All of this calls for better prevention strategies, as well as more efficient treatments for major depression.
Researchers from Janssen Research & Development and Janssen Scientific Affairs — based in Titusville, NJ, and San Diego, CA — in collaboration with colleagues from the Yale School of Medicine in New Haven, CT, have been looking into a faster-acting drug for people "at imminent risk for suicide."
First author Dr. Carla Canuso and colleagues recently conducted a proof-of-concept, phase II, double-blind study testing the efficacy of an esketamine nasal spray for individuals needing quick relief from symptoms of severe depression and suicidal ideation.
Esketamine is a type of ketamine molecule with anesthetic and antidepressive properties. Unlike ketamine, however, it seems to bring with it fewer side effects — such as hallucinations — making it a potential candidate for the treatment of major depression.
The new study, the results of which have been published in The American Journal of Psychiatry, suggests that this novel nasal spray yields good short-term results for individuals at high risk of suicide.
A quick and effective newcomer?
In their phase II trial, the researchers worked with 68 participants with severe symptoms of major depression, who were split randomly into two groups: one group was assigned treatment with the esketamine spray, and the other was given a placebo.
The volunteers took their assigned treatment twice per week for 4 weeks. All participants continued to follow their regular therapy for depression for the duration of the study.
Dr. Canuso and team monitored the effects of the assigned treatments in three stages: at 4 hours, 24 hours, and 25 days after initial administration.
The individuals who had been assigned the esketamine nasal spray showed a significant improvement in depressive symptoms at 4 and 24 hours after treatment, compared with the participants in the placebo group.

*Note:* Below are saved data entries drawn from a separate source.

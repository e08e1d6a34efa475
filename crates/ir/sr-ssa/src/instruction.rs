//! Instructions and terminators

use crate::{BlockId, FunctionId, LocalId, Type, Value};
use serde::{Deserialize, Serialize};

/// Binary arithmetic and bitwise operators
#[derive(Debug, Clone, Copy, PartialEq, Eq, Hash, Serialize, Deserialize)]
pub enum BinaryOp {
    /// Integer addition
    Add,
    /// Integer subtraction
    Sub,
    /// Integer multiplication
    Mul,
    /// Signed integer division
    SDiv,
    /// Signed integer remainder
    SRem,
    /// Shift left
    Shl,
    /// Arithmetic shift right
    AShr,
    /// Bitwise AND
    And,
    /// Bitwise OR
    Or,
    /// Bitwise XOR
    Xor,
    /// Float addition
    FAdd,
    /// Float subtraction
    FSub,
    /// Float multiplication
    FMul,
    /// Float division
    FDiv,
    /// Float remainder
    FRem,
}

impl BinaryOp {
    /// IR mnemonic
    pub fn mnemonic(self) -> &'static str {
        match self {
            Self::Add => "add",
            Self::Sub => "sub",
            Self::Mul => "mul",
            Self::SDiv => "sdiv",
            Self::SRem => "srem",
            Self::Shl => "shl",
            Self::AShr => "ashr",
            Self::And => "and",
            Self::Or => "or",
            Self::Xor => "xor",
            Self::FAdd => "fadd",
            Self::FSub => "fsub",
            Self::FMul => "fmul",
            Self::FDiv => "fdiv",
            Self::FRem => "frem",
        }
    }

    /// Whether the operator works on floats
    pub fn is_float(self) -> bool {
        matches!(
            self,
            Self::FAdd | Self::FSub | Self::FMul | Self::FDiv | Self::FRem
        )
    }
}

/// Signed integer and pointer comparison predicates
#[derive(Debug, Clone, Copy, PartialEq, Eq, Hash, Serialize, Deserialize)]
pub enum IntPredicate {
    /// Equal
    Eq,
    /// Not equal
    Ne,
    /// Signed less than
    Slt,
    /// Signed greater than
    Sgt,
    /// Signed less or equal
    Sle,
    /// Signed greater or equal
    Sge,
}

impl IntPredicate {
    /// IR mnemonic
    pub fn mnemonic(self) -> &'static str {
        match self {
            Self::Eq => "eq",
            Self::Ne => "ne",
            Self::Slt => "slt",
            Self::Sgt => "sgt",
            Self::Sle => "sle",
            Self::Sge => "sge",
        }
    }
}

/// Ordered float comparison predicates
#[derive(Debug, Clone, Copy, PartialEq, Eq, Hash, Serialize, Deserialize)]
pub enum FloatPredicate {
    /// Ordered and equal
    Oeq,
    /// Ordered and not equal
    One,
    /// Ordered and less than
    Olt,
    /// Ordered and greater than
    Ogt,
    /// Ordered and less or equal
    Ole,
    /// Ordered and greater or equal
    Oge,
}

impl FloatPredicate {
    /// IR mnemonic
    pub fn mnemonic(self) -> &'static str {
        match self {
            Self::Oeq => "oeq",
            Self::One => "one",
            Self::Olt => "olt",
            Self::Ogt => "ogt",
            Self::Ole => "ole",
            Self::Oge => "oge",
        }
    }
}

/// Conversions
#[derive(Debug, Clone, Copy, PartialEq, Eq, Hash, Serialize, Deserialize)]
pub enum CastOp {
    /// Zero-extend an integer to a wider integer
    ZExt,
    /// Signed integer to float
    SIToFP,
}

impl CastOp {
    /// IR mnemonic
    pub fn mnemonic(self) -> &'static str {
        match self {
            Self::ZExt => "zext",
            Self::SIToFP => "sitofp",
        }
    }
}

/// A non-terminator instruction
#[derive(Debug, Clone, PartialEq, Serialize, Deserialize)]
pub struct Instruction {
    /// Result register, absent for instructions without a value
    pub result: Option<LocalId>,
    /// Operation
    pub kind: InstructionKind,
}

/// Instruction operations
#[derive(Debug, Clone, PartialEq, Serialize, Deserialize)]
pub enum InstructionKind {
    /// Stack cell of `ty`
    Alloca {
        /// Allocated type
        ty: Type,
    },
    /// Read `ty` from `pointer`
    Load {
        /// Loaded type
        ty: Type,
        /// Address
        pointer: Value,
    },
    /// Write `value` to `pointer`
    Store {
        /// Stored value
        value: Value,
        /// Address
        pointer: Value,
    },
    /// Binary operation on two operands of the same type
    Binary {
        /// Operator
        op: BinaryOp,
        /// Left operand
        lhs: Value,
        /// Right operand
        rhs: Value,
    },
    /// Float negation
    FNeg {
        /// Operand
        operand: Value,
    },
    /// Integer or pointer comparison
    ICmp {
        /// Predicate
        predicate: IntPredicate,
        /// Left operand
        lhs: Value,
        /// Right operand
        rhs: Value,
    },
    /// Float comparison
    FCmp {
        /// Predicate
        predicate: FloatPredicate,
        /// Left operand
        lhs: Value,
        /// Right operand
        rhs: Value,
    },
    /// Type conversion
    Cast {
        /// Conversion
        op: CastOp,
        /// Converted value
        value: Value,
        /// Target type
        to: Type,
    },
    /// Merge node selecting a value by predecessor block
    Phi {
        /// Result type
        ty: Type,
        /// `(value, predecessor)` pairs
        incoming: Vec<(Value, BlockId)>,
    },
    /// Direct call
    Call {
        /// Called function
        callee: FunctionId,
        /// Arguments
        args: Vec<Value>,
    },
    /// Address computation
    GetElementPtr {
        /// Type the base pointer points to
        pointee: Type,
        /// Base address
        pointer: Value,
        /// Indices; the first steps over the base pointer
        indices: Vec<Value>,
    },
    /// Read one element of an aggregate value
    ExtractValue {
        /// Aggregate
        aggregate: Value,
        /// Element index
        index: u32,
    },
    /// Replace one element of an aggregate value
    InsertValue {
        /// Aggregate
        aggregate: Value,
        /// New element
        element: Value,
        /// Element index
        index: u32,
    },
}

/// Block terminators
#[derive(Debug, Clone, PartialEq, Serialize, Deserialize)]
pub enum Terminator {
    /// Unconditional branch
    Br(BlockId),
    /// Two-way branch on an `i1`
    CondBr {
        /// Condition
        condition: Value,
        /// Target when true
        then_block: BlockId,
        /// Target when false
        else_block: BlockId,
    },
    /// Return, with a value unless the function is `void`
    Ret(Option<Value>),
    /// Control never reaches this point
    Unreachable,
}

impl Terminator {
    /// Blocks control may transfer to
    pub fn successors(&self) -> Vec<BlockId> {
        match self {
            Self::Br(target) => vec![*target],
            Self::CondBr {
                then_block,
                else_block,
                ..
            } => vec![*then_block, *else_block],
            Self::Ret(_) | Self::Unreachable => Vec::new(),
        }
    }
}
//! Scope tree for name resolution
//!
//! Scopes live in an arena owned by the [`ScopeTree`]. Parents own their
//! children through index lists; each child keeps its parent's index for
//! lookups only. Leaving a scope moves the cursor back to the parent but keeps
//! the scope in the arena, so a finished pass can still be inspected.

use crate::error::{ScopeError, suggestions};
use crate::symbol::{Symbol, SymbolKind};
use indexmap::IndexMap;
use la_arena::{Arena, Idx};
use tracing::trace;

/// Index of a scope in its tree
pub type ScopeId<S> = Idx<Scope<S>>;

/// A lexical region owning a name to symbol mapping
#[derive(Debug, Clone)]
pub struct Scope<S = ()> {
    /// Scope name (the function name, or the root name)
    pub name: String,
    /// Enclosing scope, `None` for the root
    pub parent: Option<ScopeId<S>>,
    /// Nested scopes in creation order
    pub children: Vec<ScopeId<S>>,
    /// Distance from the root
    pub depth: u32,
    /// Symbols declared here, in declaration order
    pub symbols: IndexMap<String, Symbol<S>>,
}

/// Scope-chained symbol table with a current-scope cursor
#[derive(Debug, Clone)]
pub struct ScopeTree<S = ()> {
    scopes: Arena<Scope<S>>,
    root: ScopeId<S>,
    current: ScopeId<S>,
}

impl<S> ScopeTree<S> {
    /// Creates a tree holding only an empty root scope
    pub fn new(root_name: impl Into<String>) -> Self {
        let mut scopes = Arena::new();
        let root = scopes.alloc(Scope {
            name: root_name.into(),
            parent: None,
            children: Vec::new(),
            depth: 0,
            symbols: IndexMap::new(),
        });
        Self {
            scopes,
            root,
            current: root,
        }
    }

    /// Creates a tree whose root holds the builtin types and constants
    pub fn with_builtins(root_name: impl Into<String>) -> Self {
        let mut tree = Self::new(root_name);
        let root = tree.root;
        crate::builtins::seed(&mut tree, root);
        tree
    }

    /// The root scope
    pub fn root(&self) -> ScopeId<S> {
        self.root
    }

    /// The scope new declarations go into
    pub fn current(&self) -> ScopeId<S> {
        self.current
    }

    /// Scope by id
    pub fn scope(&self, id: ScopeId<S>) -> &Scope<S> {
        &self.scopes[id]
    }

    /// Depth of the current scope
    pub fn depth(&self) -> u32 {
        self.scopes[self.current].depth
    }

    /// Number of scopes ever created, the root included
    pub fn scope_count(&self) -> usize {
        self.scopes.len()
    }

    /// Enters a new child of the current scope
    pub fn push(&mut self, name: impl Into<String>) -> ScopeId<S> {
        let parent = self.current;
        let depth = self.scopes[parent].depth + 1;
        let name = name.into();
        trace!(scope = %name, depth, "enter scope");
        let id = self.scopes.alloc(Scope {
            name,
            parent: Some(parent),
            children: Vec::new(),
            depth,
            symbols: IndexMap::new(),
        });
        self.scopes[parent].children.push(id);
        self.current = id;
        id
    }

    /// Leaves the current scope, returning to its parent
    pub fn pop(&mut self) -> Result<ScopeId<S>, ScopeError> {
        let parent = self.scopes[self.current]
            .parent
            .ok_or(ScopeError::PopRoot)?;
        trace!(scope = %self.scopes[self.current].name, "leave scope");
        self.current = parent;
        Ok(parent)
    }

    /// Declares `symbol` in the current scope
    pub fn insert(&mut self, symbol: Symbol<S>) -> Result<(), ScopeError> {
        self.insert_into(self.current, symbol)
    }

    /// Declares `symbol` in `scope`
    pub fn insert_into(&mut self, scope: ScopeId<S>, symbol: Symbol<S>) -> Result<(), ScopeError> {
        let target = &mut self.scopes[scope];
        if target.symbols.contains_key(&symbol.name) {
            return Err(ScopeError::DuplicateSymbol {
                name: symbol.name,
                scope: target.name.clone(),
            });
        }
        target.symbols.insert(symbol.name.clone(), symbol);
        Ok(())
    }

    /// Whether `name` is declared in the current scope itself
    pub fn contains_local(&self, name: &str) -> bool {
        self.scopes[self.current].symbols.contains_key(name)
    }

    /// Nearest declaration of `name`, searching the current scope and then
    /// its ancestors
    pub fn lookup(&self, name: &str) -> Option<&Symbol<S>> {
        self.lookup_from(self.current, name)
    }

    /// Nearest declaration of `name` visible from `scope`
    pub fn lookup_from(&self, scope: ScopeId<S>, name: &str) -> Option<&Symbol<S>> {
        self.resolve_from(scope, name).map(|(_, symbol)| symbol)
    }

    /// Nearest declaration of `name` with the scope that owns it
    pub fn resolve(&self, name: &str) -> Option<(ScopeId<S>, &Symbol<S>)> {
        self.resolve_from(self.current, name)
    }

    fn resolve_from(&self, scope: ScopeId<S>, name: &str) -> Option<(ScopeId<S>, &Symbol<S>)> {
        let mut cursor = Some(scope);
        while let Some(id) = cursor {
            let entry = &self.scopes[id];
            if let Some(symbol) = entry.symbols.get(name) {
                return Some((id, symbol));
            }
            cursor = entry.parent;
        }
        None
    }

    /// Resolves a qualified `Owner.field` name to the field's structural
    /// index and declared type.
    ///
    /// The owner may be a class or a symbol whose type is a class.
    pub fn field_info(&self, qualified: &str) -> Result<(u32, String), ScopeError> {
        let (owner, field) = qualified
            .split_once('.')
            .ok_or_else(|| ScopeError::NotQualified(qualified.to_string()))?;
        let symbol = self
            .lookup(owner)
            .ok_or_else(|| ScopeError::Undefined(owner.to_string()))?;

        let class = if symbol.fields().is_some() {
            symbol
        } else {
            self.lookup(&symbol.ty)
                .filter(|class| class.fields().is_some())
                .ok_or_else(|| ScopeError::NotAStructure(owner.to_string()))?
        };
        let fields = class
            .fields()
            .ok_or_else(|| ScopeError::NotAStructure(owner.to_string()))?;

        fields
            .get(field)
            .map(|info| (info.index, info.ty.clone()))
            .ok_or_else(|| ScopeError::FieldNotFound {
                owner: class.name.clone(),
                field: field.to_string(),
            })
    }

    /// Visible names close to `name`, for "did you mean" hints.
    ///
    /// Builtin types and constants are never offered.
    pub fn suggestions(&self, name: &str) -> Vec<String> {
        let mut names = Vec::new();
        let mut cursor = Some(self.current);
        while let Some(id) = cursor {
            let scope = &self.scopes[id];
            names.extend(
                scope
                    .symbols
                    .values()
                    .filter(|symbol| {
                        !matches!(symbol.kind, SymbolKind::Type | SymbolKind::Constant)
                    })
                    .map(|symbol| symbol.name.as_str()),
            );
            cursor = scope.parent;
        }
        suggestions(name, names)
    }
}

#[cfg(test)]
mod tests {
    use super::*;
    use crate::symbol::Field;

    fn point_class() -> Symbol {
        let mut fields = IndexMap::new();
        fields.insert(
            "x".to_string(),
            Field {
                ty: "int".into(),
                index: 0,
            },
        );
        fields.insert(
            "y".to_string(),
            Field {
                ty: "float".into(),
                index: 1,
            },
        );
        Symbol::class("Point", fields)
    }

    #[test]
    fn test_duplicate_in_same_scope_fails() {
        let mut tree: ScopeTree = ScopeTree::new("global");
        tree.insert(Symbol::variable("x", "int")).unwrap();
        assert_eq!(
            tree.insert(Symbol::variable("x", "float")),
            Err(ScopeError::DuplicateSymbol {
                name: "x".into(),
                scope: "global".into()
            })
        );
    }

    #[test]
    fn test_shadowing_in_child_scope() {
        let mut tree: ScopeTree = ScopeTree::new("global");
        tree.insert(Symbol::variable("x", "int")).unwrap();
        let inner = tree.push("f");
        tree.insert(Symbol::variable("x", "float")).unwrap();
        assert_eq!(tree.lookup("x").map(|symbol| symbol.ty.as_str()), Some("float"));
        assert_eq!(tree.depth(), 1);

        tree.pop().unwrap();
        assert_eq!(tree.lookup("x").map(|symbol| symbol.ty.as_str()), Some("int"));
        assert_eq!(
            tree.lookup_from(inner, "x").map(|symbol| symbol.ty.as_str()),
            Some("float")
        );
    }

    #[test]
    fn test_lookup_walks_ancestors_and_misses_quietly() {
        let mut tree: ScopeTree = ScopeTree::new("global");
        tree.insert(Symbol::variable("outer", "int")).unwrap();
        tree.push("f");
        tree.push("g");
        let (owner, _) = tree.resolve("outer").unwrap();
        assert_eq!(owner, tree.root());
        assert!(tree.lookup("missing").is_none());
    }

    #[test]
    fn test_pop_root_fails() {
        let mut tree: ScopeTree = ScopeTree::new("global");
        assert_eq!(tree.pop(), Err(ScopeError::PopRoot));
    }

    #[test]
    fn test_children_are_owned_by_parent() {
        let mut tree: ScopeTree = ScopeTree::new("global");
        let first = tree.push("f");
        tree.pop().unwrap();
        let second = tree.push("g");
        assert_eq!(tree.scope(tree.root()).children, vec![first, second]);
        assert_eq!(tree.scope(second).parent, Some(tree.root()));
        assert_eq!(tree.scope_count(), 3);
    }

    #[test]
    fn test_field_info_through_class_and_instance() {
        let mut tree: ScopeTree = ScopeTree::new("global");
        tree.insert(point_class()).unwrap();
        tree.insert(Symbol::variable("p", "Point")).unwrap();
        tree.insert(Symbol::variable("n", "int")).unwrap();

        assert_eq!(tree.field_info("Point.y"), Ok((1, "float".to_string())));
        assert_eq!(tree.field_info("p.x"), Ok((0, "int".to_string())));
        assert_eq!(
            tree.field_info("p.z"),
            Err(ScopeError::FieldNotFound {
                owner: "Point".into(),
                field: "z".into()
            })
        );
        assert_eq!(
            tree.field_info("n.x"),
            Err(ScopeError::NotAStructure("n".into()))
        );
        assert_eq!(
            tree.field_info("q.x"),
            Err(ScopeError::Undefined("q".into()))
        );
        assert_eq!(
            tree.field_info("Point"),
            Err(ScopeError::NotQualified("Point".into()))
        );
    }

    #[test]
    fn test_suggestions_see_enclosing_scopes() {
        let mut tree: ScopeTree = ScopeTree::new("global");
        tree.insert(Symbol::variable("total", "int")).unwrap();
        tree.push("f");
        assert_eq!(tree.suggestions("totl"), vec!["total".to_string()]);
    }

    #[test]
    fn test_suggestions_skip_builtins() {
        let mut tree: ScopeTree = ScopeTree::with_builtins("global");
        tree.insert(Symbol::variable("total", "int")).unwrap();
        assert_eq!(tree.suggestions("totl"), vec!["total".to_string()]);
        assert!(tree.suggestions("boo").is_empty());
        assert!(tree.suggestions("Tru").is_empty());
    }
}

Similarly, a significant improvement in suicidal thoughts was observed in the participants in the esketamine spray group after 4 hours, but not after 24 hours. Also, no benefits were observed at the 25-day mark.
When monitoring potential side effects, Dr. Canuso and colleagues noted that the most common adverse events for the individuals who took esketamine included nausea, dizziness, dissociation, and headaches.
Considering these results, the researchers suggest that intranasal esketamine could be a viable, useful treatment for individuals at high risk of suicide, since traditional antidepressants can take 4–6 weeks to kick in.
Dr. Canuso and team acknowledge the necessity of further research, considering the possible risk that this intranasal spray may lead some individuals to overuse ketamine.
Eventually, the researchers aim to bring this drug to market, but first, the spray must be subjected to a phase III trial before its creators can request its approval by the Food and Drug Administration (FDA).
Additionally, the fact that the study was funded by Janssen Research & Development — a pharmaceutical company under the Johnson & Johnson umbrella — has given rise to some concerns.
One worry is that the drug may be released on the market before all of its potential risks have been appropriately assessed. Another concern is that its financial cost after release might be too high, placing it out of the reach of some patients who need it.